> _AIM OF THE TASK_:
Please go through the records below and return every line holding the word "that".

Stored data:
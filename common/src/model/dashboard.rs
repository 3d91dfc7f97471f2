use serde::{Deserialize, Serialize};

/// A named collection of widgets owned by one user.
///
/// `share_token` is set exactly when the dashboard has been published with
/// `is_public = true`; once minted it is kept so shared links stay stable.
#[derive(Debug, Clone, PartialEq, Serialize, Deserialize)]
#[serde(rename_all = "camelCase")]
pub struct Dashboard {
    pub id: String,
    pub user_id: String,
    #[serde(default, skip_serializing_if = "Option::is_none")]
    pub organization_id: Option<String>,
    pub title: String,
    #[serde(default, skip_serializing_if = "Option::is_none")]
    pub description: Option<String>,
    pub is_public: bool,
    #[serde(default, skip_serializing_if = "Option::is_none")]
    pub share_token: Option<String>,
    #[serde(default)]
    pub preferences: DashboardPreferences,
    pub created_at: String,
    pub updated_at: String,
}

/// Layout and theme choices that travel with the dashboard instead of
/// living in global UI state.
#[derive(Debug, Clone, Default, PartialEq, Serialize, Deserialize)]
#[serde(rename_all = "camelCase")]
pub struct DashboardPreferences {
    /// Number of grid columns.
    #[serde(default, skip_serializing_if = "Option::is_none")]
    pub columns: Option<u32>,
    #[serde(default, skip_serializing_if = "Option::is_none")]
    pub theme: Option<String>,
    /// Palette used by widgets that do not set their own `colors`.
    #[serde(default, skip_serializing_if = "Option::is_none")]
    pub color_preset: Option<Vec<String>>,
}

> _TASK SOLUTION_:
/// Layout and theme choices that travel with the dashboard instead of
    /// Palette used by widgets that do not set their own `colors`.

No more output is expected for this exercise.